> _PROBLEM DESCRIPTION_: Copy out all the entries word for word.

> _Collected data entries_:

use crate::template::ALERT_DEFAULT_TEMPLATE;
use serde::{Deserialize, Serialize};
use std::collections::{BTreeMap, VecDeque};
use std::sync::{Mutex, PoisonError};
use vigil_common::types::{Priority, Severity};

/// What happens to an alert notification that exceeds a recipient's budget.
#[derive(Debug, Clone, Copy, Default, PartialEq, Eq, Serialize, Deserialize)]
#[serde(rename_all = "snake_case")]
pub enum OverflowPolicy {
    /// Count it as suppressed and move on.
    #[default]
    Drop,
    /// Schedule it for when the budget window reopens.
    Defer,
}

fn default_tick_interval_ms() -> u64 {
    2_000
}

fn default_alert_template_id() -> String {
    ALERT_DEFAULT_TEMPLATE.to_string()
}

fn default_unhealthy_after_failures() -> u32 {
    5
}

/// Dispatch tuning: tick rate, severity mapping, per-lane batch sizes.
#[derive(Debug, Clone, PartialEq, Serialize, Deserialize)]
pub struct PriorityPolicy {
    #[serde(default = "default_tick_interval_ms")]
    pub tick_interval_ms: u64,
    /// Overrides of the built-in severity to priority mapping.
    #[serde(default)]
    pub severity_priority: BTreeMap<Severity, Priority>,
    /// Overrides of the built-in per-tick batch sizes.
    #[serde(default)]
    pub batch_sizes: BTreeMap<Priority, usize>,
    #[serde(default)]
    pub recipient_overflow: OverflowPolicy,
    #[serde(default = "default_alert_template_id")]
    pub alert_template_id: String,
    /// Consecutive failed attempts before a channel is marked unhealthy. 0 never.
    #[serde(default = "default_unhealthy_after_failures")]
    pub unhealthy_after_failures: u32,
}

impl Default for PriorityPolicy {
    fn default() -> Self {
        Self {
            tick_interval_ms: default_tick_interval_ms(),
            severity_priority: BTreeMap::new(),
            batch_sizes: BTreeMap::new(),
            recipient_overflow: OverflowPolicy::default(),
            alert_template_id: default_alert_template_id(),
            unhealthy_after_failures: default_unhealthy_after_failures(),
        }
    }
}

impl PriorityPolicy {
    pub fn priority_for(&self, severity: Severity) -> Priority {
        if let Some(p) = self.severity_priority.get(&severity) {
            return *p;
        }
        match severity {
            Severity::Critical => Priority::Immediate,
            Severity::High => Priority::High,
            Severity::Medium => Priority::Normal,
            Severity::Low => Priority::Low,
            Severity::Info => Priority::Batch,
        }
    }

    /// Messages pulled from a lane per tick. Never below 1.
    pub fn batch_size(&self, priority: Priority) -> usize {
        let size = self.batch_sizes.get(&priority).copied().unwrap_or(match priority {
            Priority::Immediate => 1,
            Priority::High => 3,
            Priority::Normal => 5,
            Priority::Low => 10,
            Priority::Batch => 20,
        });
        size.max(1)
    }
}

/// One FIFO lane of message ids per priority.
#[derive(Debug, Default)]
pub struct PriorityQueues {
    lanes: [Mutex<VecDeque<String>>; 5],
}

impl PriorityQueues {
    pub fn new() -> Self {
        Self::default()
    }

    fn lane(&self, priority: Priority) -> std::sync::MutexGuard<'_, VecDeque<String>> {
        self.lanes[priority.index()]
            .lock()
            .unwrap_or_else(PoisonError::into_inner)
    }

    pub fn push(&self, priority: Priority, id: String) {
        self.lane(priority).push_back(id);
    }

    /// Removes up to `max` ids from the front of a lane.
    pub fn pull(&self, priority: Priority, max: usize) -> Vec<String> {
        let mut lane = self.lane(priority);
        let n = max.min(lane.len());
        lane.drain(..n).collect()
    }

    pub fn len(&self, priority: Priority) -> usize {
        self.lane(priority).len()
    }

    pub fn total_len(&self) -> usize {
        Priority::ALL.iter().map(|p| self.len(*p)).sum()
    }

    pub fn depths(&self) -> BTreeMap<Priority, usize> {
        Priority::ALL.iter().map(|p| (*p, self.len(*p))).collect()
    }
}

#[cfg(test)]
mod tests {
    use super::*;

    #[test]
    fn default_mapping() {
        let policy = PriorityPolicy::default();
        assert_eq!(policy.priority_for(Severity::Critical), Priority::Immediate);
        assert_eq!(policy.priority_for(Severity::Medium), Priority::Normal);
        assert_eq!(policy.priority_for(Severity::Info), Priority::Batch);
        assert_eq!(policy.batch_size(Priority::High), 3);
    }

    #[test]
    fn overrides_apply_per_key() {
        let mut policy = PriorityPolicy::default();
        policy.severity_priority.insert(Severity::Low, Priority::Normal);
        policy.batch_sizes.insert(Priority::Low, 0);
        assert_eq!(policy.priority_for(Severity::Low), Priority::Normal);
        assert_eq!(policy.priority_for(Severity::High), Priority::High);
        assert_eq!(policy.batch_size(Priority::Low), 1);
    }

    #[test]
    fn lanes_are_fifo_and_bounded_by_batch() {
        let queues = PriorityQueues::new();
        for i in 0..5 {
            queues.push(Priority::Normal, format!("m{i}"));
        }
        queues.push(Priority::Immediate, "urgent".to_string());

        assert_eq!(queues.pull(Priority::Normal, 2), vec!["m0", "m1"]);
        assert_eq!(queues.len(Priority::Normal), 3);
        assert_eq!(queues.total_len(), 4);
        assert_eq!(queues.pull(Priority::Immediate, 10), vec!["urgent"]);
        assert!(queues.pull(Priority::Batch, 10).is_empty());
    }
}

> _ANSWER BOX_:
use crate::template::ALERT_DEFAULT_TEMPLATE;
use serde::{Deserialize, Serialize};
use std::collections::{BTreeMap, VecDeque};
use std::sync::{Mutex, PoisonError};
use vigil_common::types::{Priority, Severity};

/// What happens to an alert notification that exceeds a recipient's budget.
#[derive(Debug, Clone, Copy, Default, PartialEq, Eq, Serialize, Deserialize)]
#[serde(rename_all = "snake_case")]
pub enum OverflowPolicy {
    /// Count it as suppressed and move on.
    #[default]
    Drop,
    /// Schedule it for when the budget window reopens.
    Defer,
}

fn default_tick_interval_ms() -> u64 {
    2_000
}

fn default_alert_template_id() -> String {
    ALERT_DEFAULT_TEMPLATE.to_string()
}

fn default_unhealthy_after_failures() -> u32 {
    5
}

/// Dispatch tuning: tick rate, severity mapping, per-lane batch sizes.
#[derive(Debug, Clone, PartialEq, Serialize, Deserialize)]
pub struct PriorityPolicy {
    #[serde(default = "default_tick_interval_ms")]
    pub tick_interval_ms: u64,
    /// Overrides of the built-in severity to priority mapping.
    #[serde(default)]
    pub severity_priority: BTreeMap<Severity, Priority>,
    /// Overrides of the built-in per-tick batch sizes.
    #[serde(default)]
    pub batch_sizes: BTreeMap<Priority, usize>,
    #[serde(default)]
    pub recipient_overflow: OverflowPolicy,
    #[serde(default = "default_alert_template_id")]
    pub alert_template_id: String,
    /// Consecutive failed attempts before a channel is marked unhealthy. 0 never.
    #[serde(default = "default_unhealthy_after_failures")]
    pub unhealthy_after_failures: u32,
}

impl Default for PriorityPolicy {
    fn default() -> Self {
        Self {
            tick_interval_ms: default_tick_interval_ms(),
            severity_priority: BTreeMap::new(),
            batch_sizes: BTreeMap::new(),
            recipient_overflow: OverflowPolicy::default(),
            alert_template_id: default_alert_template_id(),
            unhealthy_after_failures: default_unhealthy_after_failures(),
        }
    }
}

impl PriorityPolicy {
    pub fn priority_for(&self, severity: Severity) -> Priority {
        if let Some(p) = self.severity_priority.get(&severity) {
            return *p;
        }
        match severity {
            Severity::Critical => Priority::Immediate,
            Severity::High => Priority::High,
            Severity::Medium => Priority::Normal,
            Severity::Low => Priority::Low,
            Severity::Info => Priority::Batch,
        }
    }

    /// Messages pulled from a lane per tick. Never below 1.
    pub fn batch_size(&self, priority: Priority) -> usize {
        let size = self.batch_sizes.get(&priority).copied().unwrap_or(match priority {
            Priority::Immediate => 1,
            Priority::High => 3,
            Priority::Normal => 5,
            Priority::Low => 10,
            Priority::Batch => 20,
        });
        size.max(1)
    }
}

/// One FIFO lane of message ids per priority.
#[derive(Debug, Default)]
pub struct PriorityQueues {
    lanes: [Mutex<VecDeque<String>>; 5],
}

impl PriorityQueues {
    pub fn new() -> Self {
        Self::default()
    }

    fn lane(&self, priority: Priority) -> std::sync::MutexGuard<'_, VecDeque<String>> {
        self.lanes[priority.index()]
            .lock()
            .unwrap_or_else(PoisonError::into_inner)
    }

    pub fn push(&self, priority: Priority, id: String) {
        self.lane(priority).push_back(id);
    }

    /// Removes up to `max` ids from the front of a lane.
    pub fn pull(&self, priority: Priority, max: usize) -> Vec<String> {
        let mut lane = self.lane(priority);
        let n = max.min(lane.len());
        lane.drain(..n).collect()
    }

    pub fn len(&self, priority: Priority) -> usize {
        self.lane(priority).len()
    }

    pub fn total_len(&self) -> usize {
        Priority::ALL.iter().map(|p| self.len(*p)).sum()
    }

    pub fn depths(&self) -> BTreeMap<Priority, usize> {
        Priority::ALL.iter().map(|p| (*p, self.len(*p))).collect()
    }
}

#[cfg(test)]
mod tests {
    use super::*;

    #[test]
    fn default_mapping() {
        let policy = PriorityPolicy::default();
        assert_eq!(policy.priority_for(Severity::Critical), Priority::Immediate);
        assert_eq!(policy.priority_for(Severity::Medium), Priority::Normal);
        assert_eq!(policy.priority_for(Severity::Info), Priority::Batch);
        assert_eq!(policy.batch_size(Priority::High), 3);
    }

    #[test]
    fn overrides_apply_per_key() {
        let mut policy = PriorityPolicy::default();
        policy.severity_priority.insert(Severity::Low, Priority::Normal);
        policy.batch_sizes.insert(Priority::Low, 0);
        assert_eq!(policy.priority_for(Severity::Low), Priority::Normal);
        assert_eq!(policy.priority_for(Severity::High), Priority::High);
        assert_eq!(policy.batch_size(Priority::Low), 1);
    }

    #[test]
    fn lanes_are_fifo_and_bounded_by_batch() {
        let queues = PriorityQueues::new();
        for i in 0..5 {
            queues.push(Priority::Normal, format!("m{i}"));
        }
        queues.push(Priority::Immediate, "urgent".to_string());

        assert_eq!(queues.pull(Priority::Normal, 2), vec!["m0", "m1"]);
        assert_eq!(queues.len(Priority::Normal), 3);
        assert_eq!(queues.total_len(), 4);
        assert_eq!(queues.pull(Priority::Immediate, 10), vec!["urgent"]);
        assert!(queues.pull(Priority::Batch, 10).is_empty());
    }
}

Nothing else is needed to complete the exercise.